31 Mart 2004 akşamı hem yemeği birlikte yedik hem de konferansımı dinlemek lûtfunda bulundu. Konferanstan sonra da saatlerce birlikte olduk. Kendisi hem cüsse hem de görünüş bakımından babasının ‘tıpkı’sı idi. Ağırbaşlılık, alçak gönüllülük, kibarlık, saygılı davranış babasından ona geçmiş hasletlerdi. Babası ile ilgili bir de özel arşiv oluşturmuştu. Böyle gerçek bir ‘hayrü’l-halef’ ile karşılaşmak beni çok mutlu etti ve duygulandırdı. O’nu da babası kadar sevip takdir ettim.
Aynı gün sabahleyin, rahmetli Hamza Sâdi Özbek’in kabrini ziyaret edip O’na ve aile yakınlarına fatihalar sunmuştum. Şehrin ortasında kalmış ‘Eski Mezarlık’ta bulunan aile kabristanını bulmak zor olmadı. O, evdeşi, küçük kızı Yeşimcan ve birkaç başka yakını ile birlikte ebedî uykusunu uyuyordu. Mezar taşının arka yüzüne, Ârif Nihat Asya’nın O’nun için düşürdüğü tarih mısraları kazılmıştı:
Çalan her kim olursa olsun kapıyı,
En yakınından önce onu sorardı;
Hani, ey Muğla!
Senin bir Hamza Sâdi Özbek’in vardı.
Şimdi Muğla’da onu tanıyan hiç kalmamış desem yeri. Zamanı mı suçlasak, yoksa yitirdiğimiz değerleri mi?
DİPNOTLARI
1- Polislerin ‘Tabutluk’ dediği, dikine konulmuş bir tabutu andıran, yüksekliği 2 m. eni ve derinliği 50x50 sm. olan, tepesinde 1500 watt’lık lâmbalar yakılan, kapısı kapatıldığında içi cehenneme dönen, işkence yapılanın kollarından zincirlerle bağlanıp ayakta tutulduğu, duvara oyulmuş bu iki ‘mutena hücre’ye, istenilen itirafın alınabilmesi için başka Türkçüler de sokulmuştu.

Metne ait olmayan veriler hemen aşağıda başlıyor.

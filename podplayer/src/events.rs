use std::sync::{Arc, Mutex};

use tokio::sync::mpsc::{UnboundedReceiver, UnboundedSender, unbounded_channel};

/// Receiving end handed to each subscriber.
pub type EventReceiver<E> = UnboundedReceiver<E>;

/// Fan-out of component events to any number of observers.
///
/// Every subscriber owns an unbounded channel, so a slow consumer never makes
/// another one miss an event and all of them see the same order. Senders whose
/// receiver was dropped are pruned on the next broadcast.
#[derive(Clone)]
pub struct EventBus<E> {
    subscribers: Arc<Mutex<Vec<UnboundedSender<E>>>>,
}

impl<E: Clone> EventBus<E> {
    pub fn new() -> Self {
        Self {
            subscribers: Arc::new(Mutex::new(Vec::new())),
        }
    }

    pub fn subscribe(&self) -> EventReceiver<E> {
        let (tx, rx) = unbounded_channel::<E>();
        {
            let mut subscribers = self
                .subscribers
                .lock()
                .unwrap_or_else(|poisoned| poisoned.into_inner());
            subscribers.push(tx);
        }
        rx
    }

    pub fn broadcast(&self, event: E) {
        let mut subscribers = self
            .subscribers
            .lock()
            .unwrap_or_else(|poisoned| poisoned.into_inner());
        subscribers.retain(|tx| tx.send(event.clone()).is_ok());
    }

    pub fn subscriber_count(&self) -> usize {
        self.subscribers
            .lock()
            .unwrap_or_else(|poisoned| poisoned.into_inner())
            .len()
    }
}

impl<E: Clone> Default for EventBus<E> {
    fn default() -> Self {
        Self::new()
    }
}

/// Drains every event already delivered to `rx`.
pub fn drain<E>(rx: &mut EventReceiver<E>) -> Vec<E> {
    let mut events = Vec::new();
    while let Ok(event) = rx.try_recv() {
        events.push(event);
    }
    events
}

#[cfg(test)]
mod tests {
    use super::*;

    #[test]
    fn subscribers_receive_events_in_order() {
        let bus = EventBus::<u32>::new();
        let mut a = bus.subscribe();
        let mut b = bus.subscribe();

        for i in 0..5 {
            bus.broadcast(i);
        }

        assert_eq!(drain(&mut a), vec![0, 1, 2, 3, 4]);
        assert_eq!(drain(&mut b), vec![0, 1, 2, 3, 4]);
    }

    #[test]
    fn dropped_subscribers_are_pruned() {
        let bus = EventBus::<u32>::new();
        let rx = bus.subscribe();
        let _kept = bus.subscribe();
        drop(rx);

        bus.broadcast(1);
        assert_eq!(bus.subscriber_count(), 1);
    }
}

2- Bayram Akça, ‘Hamza Sadi Özbek’ (Türk yurdu, 159 [Kasım 2000], 40.) adlı yazısında doğum tarihini, kaynak belirtmeden, “H. 1328 (M. 1912)” olarak göstermektedir. Onun verdiği, Özbek’in nüfus kaydındaki tarih olsa gerektir.
3- Bu da Rahmetli’nin mezar taşında yazılı olan tarihtir. Akça bunu da 05 Kasım 1971 olarak veriyor.

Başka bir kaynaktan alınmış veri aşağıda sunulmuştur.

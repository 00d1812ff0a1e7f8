//! The playback session: the single authority for "what is playing now".
//!
//! ## Lifecycle
//!
//! ```text
//! Idle -> Loading -> Ready | Paused | Playing | Failed
//! Ready <-> Playing <-> Paused
//! Ready | Playing | Paused -> Seeking -> (state before the seek)
//! Playing -> Finished
//! ```
//!
//! ## Concurrency
//!
//! All state lives behind one mutex and every transition, together with the
//! events it emits, is applied while holding it. The lock is never held
//! across an `.await`: asynchronous steps (source resolution, seek
//! completion) capture a *generation* before suspending and re-check it on
//! resumption. Loading another episode bumps the generation, which turns
//! every pending completion and tick of the previous episode into a no-op.
//!
//! At most one engine is alive at any time. An engine still being prepared
//! by a load is registered as *pending* as soon as the factory returns it, so
//! the next load releases it synchronously, before opening its own source.

mod ticker;

use std::sync::{Arc, Mutex, MutexGuard};
use std::time::Duration;

use tokio::runtime::Handle;
use tokio::time::Instant;
use tokio_util::sync::CancellationToken;
use tracing::{debug, error, info, warn};

use crate::engine::{EngineFactory, MediaEngine};
use crate::errors::PlayerError;
use crate::events::{EventBus, EventReceiver};
use crate::model::{
    Episode, EpisodeId, MediaSource, SessionEvent, SessionSnapshot, SessionState,
};
use crate::store::{DownloadManager, EpisodeStore};
use crate::Result;

/// Tunables of the playback session.
#[derive(Clone, Debug)]
pub struct SessionConfig {
    /// Step used by `seek_forward` / `seek_backward`, in seconds.
    pub skip_interval: f64,
    /// Period of the position tick while playing.
    pub tick_interval: Duration,
    /// Minimum delay between two resume-position writes during playback.
    pub persist_interval: Duration,
}

impl Default for SessionConfig {
    fn default() -> Self {
        Self {
            skip_interval: 15.0,
            tick_interval: Duration::from_secs(1),
            persist_interval: Duration::from_secs(1),
        }
    }
}

/// What to do once an episode is loaded.
#[derive(Clone, Copy, Debug, Default, PartialEq, Eq)]
pub enum LoadMode {
    /// Start playing if the episode starts from the beginning, otherwise wait
    /// paused at the resume position.
    #[default]
    Resume,
    /// Always start playing (auto-advance).
    Play,
    /// Never start playing.
    Prepare,
}

#[derive(Default)]
struct SessionCore {
    episode: Option<Episode>,
    state: SessionState,
    position: f64,
    duration: f64,
    loading: bool,
    engine: Option<Arc<dyn MediaEngine>>,
    /// Opened by the load in flight, not installed yet.
    pending_engine: Option<Arc<dyn MediaEngine>>,
    generation: u64,
    load_token: Option<CancellationToken>,
    ticker: Option<CancellationToken>,
    seek_id: u64,
    /// Captured when a seek starts, never re-read at completion.
    resume_after_seek: bool,
    state_before_seek: SessionState,
    last_persist: Option<Instant>,
    closed: bool,
}

impl SessionCore {
    fn episode_id(&self) -> Option<EpisodeId> {
        self.episode.as_ref().map(|episode| episode.id.clone())
    }

    fn cancel_pending(&mut self) {
        if let Some(token) = self.ticker.take() {
            token.cancel();
        }
        if let Some(token) = self.load_token.take() {
            token.cancel();
        }
        if let Some(engine) = self.pending_engine.take() {
            engine.release();
        }
    }
}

4- Daha önce de duyduğum bu olayın ayrıntısını 31 Mart 2004 akşamı Muğla’da görüştüğüm oğlu Oğuzbeğ Özbek’ten öğrendim.
5- Orada biri Üniversite’de ‘Üniversite öğretiminde kütüphanelerin önemi’, öteki (Kamu Çalışanları Vakfı adına) ‘Türk milliyetçiliği ve Türk Ocağının misyonu’ konulu iki konferans verdim.